Mohamed El-Erian says the global economy is at a crossroads.

‘Investors cannot rely on correlations as a risk mitigator,’ he says

Investors shouldn’t underestimate the role of cash in their portfolios said Mohamed El-Erian, chief economic adviser at Allianz Global Investors.

At a breakfast meeting with reporters on Monday, the former Pacific Investment Management Company chief executive said central bank asset purchases have successfully decoupled asset prices from fundamentals and distorted traditional correlations.

Indeed, the S&P 500 SPX, -3.59% climbed to record levels in 2014 and the first half of 2015 even as commodity prices, notably energy, plunged.

“Investors cannot rely on correlations as a risk mitigator, making cash a very valuable thing to have,” he said.

“It can give your portfolio resilience during stressful times, optionality—whether you use it for tactical or strategic purposes and flexibility to deploy it when necessary,” he said.

El-Erian also said years of unconventional monetary policy, including asset purchases, and a lack of fiscal stimulus are making developed economies less stable.

“Central banks are finding it harder and harder to repress volatility in financial markets, and any jolts, such as currency devaluation in China or political events, such as Brexit, result in wild swings in the markets,” El-Erian said.

Meanwhile, developed economies are at a crucial point where small developments could either tip them into a recession or allow them to continue toward a higher-growth recovery:

“We are at a T-junction and the outcome is wide open, though I will not make a prediction because I simply don’t know,” he said.

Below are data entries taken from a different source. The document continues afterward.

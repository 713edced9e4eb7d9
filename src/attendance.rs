//! Weekly attendance records from the hosted database.
//!
//! The database exposes a PostgREST interface; rows come from the
//! `sunday_service_attendance` table.

use async_trait::async_trait;
use chrono::NaiveDate;
use reqwest::Client;
use serde::{Deserialize, Serialize};
use std::time::Duration as StdDuration;

use crate::config::Config;
use crate::constants::{attendance, http};
use crate::error::{Error, Result};
use crate::types::DateRange;

/// One Sunday's attendance counts.
#[derive(Debug, Clone, PartialEq, Eq, Serialize)]
#[serde(rename_all = "camelCase")]
pub struct AttendanceRecord {
    /// Database row id.
    pub row_id: i64,
    /// Service date.
    pub date: NaiveDate,
    /// Adults.
    pub adult: u32,
    /// Children.
    pub kids: u32,
    /// Youth.
    pub youth: u32,
    /// Everyone.
    pub total: u32,
}

/// Anything that can list attendance records for a date range.
#[async_trait]
pub trait AttendanceSource: Send + Sync {
    /// Records whose date falls within `range`, in any order.
    async fn fetch_attendance(&self, range: &DateRange) -> Result<Vec<AttendanceRecord>>;
}

#[derive(Debug, Deserialize)]
struct AttendanceRow {
    #[serde(rename = "RowId")]
    row_id: i64,
    date: String,
    #[serde(rename = "Adult")]
    adult: Option<u32>,
    #[serde(rename = "Okids")]
    kids: Option<u32>,
    #[serde(rename = "Oyth")]
    youth: Option<u32>,
    #[serde(rename = "Total")]
    total: Option<u32>,
}

impl AttendanceRow {
    // Null counts read as zero; the date column may carry a time suffix.
    fn into_record(self) -> Option<AttendanceRecord> {
        let day = self.date.get(..10).unwrap_or(&self.date);
        let date = NaiveDate::parse_from_str(day, "%Y-%m-%d")
            .map_err(|e| tracing::warn!("Skipping attendance row {} with date {:?}: {e}", self.row_id, self.date))
            .ok()?;
        Some(AttendanceRecord {
            row_id: self.row_id,
            date,
            adult: self.adult.unwrap_or(0),
            kids: self.kids.unwrap_or(0),
            youth: self.youth.unwrap_or(0),
            total: self.total.unwrap_or(0),
        })
    }
}

/// REST client for the hosted attendance database
#[derive(Clone)]
pub struct HostedAttendanceDb {
    base_url: String,
    api_key: String,
    client: Client,
}

impl HostedAttendanceDb {
    /// Create a client from config
    pub fn new(config: &Config) -> Self {
        Self {
            base_url: config.attendance_db_url.trim_end_matches('/').to_string(),
            api_key: config.attendance_db_key.clone(),
            client: Client::builder()
                .timeout(StdDuration::from_secs(http::TIMEOUT_SECS))
                .build()
                .unwrap_or_default(),
        }
    }

    fn is_configured(&self) -> bool {
        !self.base_url.is_empty() && !self.api_key.is_empty()
    }
}

#[async_trait]
impl AttendanceSource for HostedAttendanceDb {
    async fn fetch_attendance(&self, range: &DateRange) -> Result<Vec<AttendanceRecord>> {
        if !self.is_configured() {
            return Err(Error::config(
                "Attendance database not configured",
                "Set ATTENDANCE_DB_URL and ATTENDANCE_DB_KEY environment variables",
            ));
        }

        let url = format!("{}/rest/v1/{}", self.base_url, attendance::TABLE);
        let gte = format!("gte.{}", range.start_date().format("%Y-%m-%d"));
        let lte = format!("lte.{}", range.end_date().format("%Y-%m-%d"));

        let resp = self
            .client
            .get(&url)
            .header("apikey", &self.api_key)
            .bearer_auth(&self.api_key)
            .query(&[
                ("select", attendance::COLUMNS),
                ("date", gte.as_str()),
                ("date", lte.as_str()),
                ("order", "date.desc"),
            ])
            .send()
            .await
            .map_err(|e| Error::Network(format!("Attendance query failed: {e}")))?;

        let status = resp.status();
        if !status.is_success() {
            let body = resp.text().await.unwrap_or_default();
            tracing::error!("Attendance query returned {status}: {body}");
            return Err(Error::Attendance(format!("{status}: {body}")));
        }

        let rows: Vec<AttendanceRow> = resp
            .json()
            .await
            .map_err(|e| Error::parse(format!("Invalid attendance rows: {e}"), None))?;

        if rows.is_empty() {
            tracing::debug!("No attendance rows between {gte} and {lte}");
        }

        Ok(rows.into_iter().filter_map(AttendanceRow::into_record).collect())
    }
}
//! `church-analytics` - church dashboard metrics from the command line.
//!
//! Usage:
//!   church-analytics login
//!   church-analytics callback <code | callback URL>
//!   church-analytics status
//!   church-analytics token
//!   church-analytics logout
//!   church-analytics dashboard [--days 30] [--previous-subscribers N]

use std::sync::Arc;

use anyhow::{bail, Context, Result};
use oauth2::url::Url;
use tracing_subscriber::EnvFilter;

use church_analytics::auth::{AuthState, Navigator, PrintNavigator};
use church_analytics::config::{parse_days_back, Config};
use church_analytics::dashboard::{build_authenticator, Dashboard};
use church_analytics::types::DateRange;

const USAGE: &str = "\
Usage: church-analytics <command>

Commands:
  login                         Print the Planning Center authorization URL
  callback <code|url>           Complete authorization with the returned code
  status                        Show the stored session state
  token                         Ensure a valid access token, refreshing if needed
  logout                        Forget stored credentials
  dashboard [--days N] [--previous-subscribers N]
                                Print a dashboard snapshot as JSON";

fn navigator() -> Arc<dyn Navigator> {
    Arc::new(PrintNavigator)
}

/// Value following `flag`, parsed.
fn flag_value<T: std::str::FromStr>(args: &[String], flag: &str) -> Option<T> {
    args.iter()
        .position(|a| a == flag)
        .and_then(|i| args.get(i + 1))
        .and_then(|s| s.parse().ok())
}

/// Accept either a bare code or the full callback URL the browser landed on.
fn extract_code(arg: &str) -> Result<String> {
    let Ok(url) = Url::parse(arg) else {
        return Ok(arg.to_string());
    };
    let mut code = None;
    for (key, value) in url.query_pairs() {
        match &*key {
            "code" => code = Some(value.into_owned()),
            "error" => bail!("Authentication was denied: {value}"),
            _ => {}
        }
    }
    code.context("No code or error found in callback URL")
}

fn require_planning_center(config: &Config) -> Result<()> {
    if !config.has_planning_center_credentials() {
        bail!("Planning Center not configured. Set PCO_APP_ID and PCO_SECRET environment variables");
    }
    Ok(())
}

async fn run(config: &Config, args: &[String]) -> Result<()> {
    match args.first().map(String::as_str) {
        Some("login") => {
            require_planning_center(config)?;
            build_authenticator(config, navigator())?.initiate_authorization()?;
        }
        Some("callback") => {
            require_planning_center(config)?;
            let arg = args.get(1).context("Usage: church-analytics callback <code|url>")?;
            let code = extract_code(arg)?;
            build_authenticator(config, navigator())?
                .exchange_authorization_code(&code)
                .await
                .context("Authentication failed")?;
            println!("Authenticated with Planning Center.");
        }
        Some("status") => {
            let auth = build_authenticator(config, navigator())?;
            let message = match auth.state()? {
                AuthState::Valid(_) => "Authenticated.",
                AuthState::ExpiredWithRefresh(_) => "Access token expired; it will be refreshed on next use.",
                AuthState::ExpiredWithoutRefresh => "Access token expired. Run `church-analytics login`.",
                AuthState::Unauthenticated => "Not authenticated. Run `church-analytics login`.",
            };
            println!("{message}");
        }
        Some("token") => {
            require_planning_center(config)?;
            build_authenticator(config, navigator())?.get_access_token().await?;
            println!("Access token is valid.");
        }
        Some("logout") => {
            build_authenticator(config, navigator())?.logout()?;
            println!("Logged out.");
        }
        Some("dashboard") => {
            let days = match flag_value::<String>(args, "--days") {
                Some(value) => parse_days_back(&value)?,
                None => config.days_back,
            };
            let range = DateRange::last_days(days)?;
            let previous_subscribers = flag_value(args, "--previous-subscribers");
            let dashboard = Dashboard::from_config(config, navigator())?;
            let snapshot = dashboard
                .snapshot(&range, previous_subscribers)
                .await?;
            println!("{}", serde_json::to_string_pretty(&snapshot)?);
        }
        _ => println!("{USAGE}"),
    }
    Ok(())
}

#[tokio::main]
async fn main() -> Result<()> {
    tracing_subscriber::fmt()
        .with_env_filter(EnvFilter::try_from_default_env().unwrap_or_else(|_| EnvFilter::new("info")))
        .with_writer(std::io::stderr)
        .init();

    let config = Config::load()?;
    let args: Vec<String> = std::env::args().skip(1).collect();
    run(&config, &args).await
}
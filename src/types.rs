//! Core types shared across the crate.

use chrono::{DateTime, Duration, NaiveDate, SecondsFormat, Utc};

use crate::constants::dashboard::{DAYS_BACK_HINT, MAX_DAYS_BACK};
use crate::error::{Error, Result};

const MILLIS_PER_DAY: i64 = 24 * 60 * 60 * 1000;

/// Inclusive reporting window.
#[derive(Debug, Clone, Copy, PartialEq, Eq)]
pub struct DateRange {
    /// Window start.
    pub start: DateTime<Utc>,
    /// Window end.
    pub end: DateTime<Utc>,
}

impl DateRange {
    /// Create a range from explicit bounds.
    pub const fn new(start: DateTime<Utc>, end: DateTime<Utc>) -> Self {
        Self { start, end }
    }

    /// The `days` days ending now.
    ///
    /// `days` must be between 1 and [`MAX_DAYS_BACK`].
    pub fn last_days(days: i64) -> Result<Self> {
        let invalid = || Error::config(format!("Invalid reporting window: {days} days"), DAYS_BACK_HINT);
        if !(1..=MAX_DAYS_BACK).contains(&days) {
            return Err(invalid());
        }
        let end = Utc::now();
        let start = Duration::try_days(days)
            .and_then(|span| end.checked_sub_signed(span))
            .ok_or_else(invalid)?;
        Ok(Self { start, end })
    }

    /// Length in whole days, rounded up.
    pub fn period_days(&self) -> i64 {
        let millis = (self.end - self.start).num_milliseconds();
        (millis + MILLIS_PER_DAY - 1).div_euclid(MILLIS_PER_DAY)
    }

    /// The window of equal length that ends just before this one starts.
    pub fn previous(&self) -> Self {
        Self {
            start: self.start - Duration::days(self.period_days()),
            end: self.start - Duration::milliseconds(1),
        }
    }

    /// Calendar days from start to end (exclusive of partial days).
    pub fn whole_days(&self) -> i64 {
        (self.end.date_naive() - self.start.date_naive()).num_days()
    }

    /// Start date as a calendar date.
    pub fn start_date(&self) -> NaiveDate {
        self.start.date_naive()
    }

    /// End date as a calendar date.
    pub fn end_date(&self) -> NaiveDate {
        self.end.date_naive()
    }
}

/// RFC 3339 UTC timestamp with milliseconds and a `Z` suffix.
pub fn iso_timestamp(at: &DateTime<Utc>) -> String {
    at.to_rfc3339_opts(SecondsFormat::Millis, true)
}

#[cfg(test)]
mod tests {
    #![allow(clippy::expect_used, clippy::unwrap_used, clippy::panic)]

    use super::*;
    use chrono::TimeZone;

    fn at(y: i32, m: u32, d: u32, h: u32) -> DateTime<Utc> {
        Utc.with_ymd_and_hms(y, m, d, h, 0, 0).unwrap()
    }

    #[test]
    fn period_days_rounds_up() {
        assert_eq!(DateRange::new(at(2024, 1, 1, 0), at(2024, 1, 8, 0)).period_days(), 7);
        assert_eq!(DateRange::new(at(2024, 1, 1, 0), at(2024, 1, 8, 1)).period_days(), 8);
    }

    #[test]
    fn previous_window_ends_before_start() {
        let range = DateRange::new(at(2024, 1, 8, 0), at(2024, 1, 15, 0));
        let prev = range.previous();
        assert_eq!(prev.start, at(2024, 1, 1, 0));
        assert_eq!(prev.end, at(2024, 1, 8, 0) - Duration::milliseconds(1));
    }

    #[test]
    fn last_days_spans_requested_window() {
        let range = DateRange::last_days(30).unwrap();
        assert_eq!(range.end - range.start, Duration::days(30));
        assert_eq!(range.period_days(), 30);
    }

    #[test]
    fn last_days_rejects_out_of_range_windows() {
        for days in [0, -7, MAX_DAYS_BACK + 1, 200_000_000_000_000, i64::MAX, i64::MIN] {
            let err = DateRange::last_days(days).unwrap_err();
            assert!(matches!(err, Error::Config { .. }), "{days} days should be rejected");
        }
        assert!(DateRange::last_days(MAX_DAYS_BACK).is_ok());
    }

    #[test]
    fn iso_timestamp_matches_browser_format() {
        assert_eq!(iso_timestamp(&at(2024, 3, 5, 9)), "2024-03-05T09:00:00.000Z");
    }
}
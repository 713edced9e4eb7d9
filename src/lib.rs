//! Church analytics dashboard core.
//!
//! Collects attendance, `YouTube` and `Planning Center` data for a reporting
//! window. `Planning Center` access goes through an OAuth session that is
//! persisted, refreshed and re-authorized by [`auth::Authenticator`].

pub mod attendance;
pub mod auth;
pub mod config;
pub mod constants;
pub mod dashboard;
pub mod error;
pub mod metrics;
pub mod planning_center;
pub mod types;
pub mod youtube;
//! Application constants.
//!
//! Centralizes endpoint paths, storage keys and default values.

/// OAuth constants for the `Planning Center` provider.
pub mod oauth {
    /// Default provider base URL.
    pub const DEFAULT_BASE_URL: &str = "https://api.planningcenteronline.com";

    /// Authorization endpoint path (navigated to, never fetched).
    pub const AUTHORIZE_PATH: &str = "/oauth/authorize";

    /// Token endpoint path for code and refresh grants.
    pub const TOKEN_PATH: &str = "/oauth/token";

    /// Fixed scope set requested during authorization.
    pub const SCOPES: [&str; 3] = ["people", "check_ins", "services"];

    /// Callback path appended to the application origin.
    pub const CALLBACK_PATH: &str = "/auth/callback";

    /// Default application origin used to derive the redirect URI.
    pub const DEFAULT_ORIGIN: &str = "http://localhost:5173";
}

/// Persisted credential keys.
pub mod storage {
    /// Key holding the access token.
    pub const ACCESS_TOKEN_KEY: &str = "pc_access_token";

    /// Key holding the refresh token.
    pub const REFRESH_TOKEN_KEY: &str = "pc_refresh_token";

    /// Key holding the expiry in milliseconds since the epoch.
    pub const TOKEN_EXPIRY_KEY: &str = "pc_token_expiry";

    /// Directory under the user config dir for the token file.
    pub const APP_DIR: &str = "church-analytics";

    /// File name of the default token store.
    pub const TOKEN_FILE: &str = "tokens.json";
}

/// HTTP client constants.
pub mod http {
    /// Request timeout for all outbound calls, in seconds.
    pub const TIMEOUT_SECS: u64 = 30;
}

/// `YouTube` Data API constants.
pub mod youtube {
    /// Base URL of the Data API.
    pub const DEFAULT_BASE_URL: &str = "https://www.googleapis.com/youtube/v3";

    /// Maximum videos requested from the search endpoint.
    pub const MAX_SEARCH_RESULTS: &str = "50";

    /// Number of videos kept in the summary.
    pub const TOP_VIDEOS: usize = 5;
}

/// Attendance database constants.
pub mod attendance {
    /// Table holding weekly attendance rows.
    pub const TABLE: &str = "sunday_service_attendance";

    /// Columns selected from the attendance table.
    pub const COLUMNS: &str = "RowId,date,Adult,Okids,Oyth,Total";
}

/// Dashboard defaults.
pub mod dashboard {
    /// Default reporting window, in days.
    pub const DEFAULT_DAYS_BACK: i64 = 30;

    /// Longest accepted reporting window, in days.
    pub const MAX_DAYS_BACK: i64 = 3650;

    /// Hint shown when a reporting window is rejected.
    pub const DAYS_BACK_HINT: &str = "Set DAYS_BACK to a positive number of days";
}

The primacy of central banks and the notion of a global economy at a crossroads are both themes of El-Erian’s recent book, “The Only Game In Town: Central Banks, Instability, and Avoiding the Next Collapse.”

El-Erian talked of optimistic and pessimistic view of the outcome:

The optimistic view hinges on three positives:

Most economies know what’s needed—massive fiscal spending on infrastructure to stimulate the economy, even though there is a lack of political leadership to implement such policies.
The private sector is cash-rich and will start spending their cash on wages or capital expenditures
Innovation that will disrupt the world of finance and how our economies operate.

The pessimists will see the negative that are equally valid:

Politics are becoming really messy and may hinder the recovery by implementing disastrous policies (Brexit, Trump)
Central banks will follow the Bank of Japan in becoming ineffective or counterproductive
Financial assets have decoupled from fundamentals and heightened volatility will mean they will overshoot on the way up and undershoot on the way down, triggering an economic recession

Speaking about the Federal Reserve, he disagreed with critics who say the central bank has been inconsistent in its outlook.

“The Fed is data-dependent and data have been all over the place. Data have been moving so quickly and signaling different things that the Fed has no choice but to react to it. And this has a huge implication on financial management.”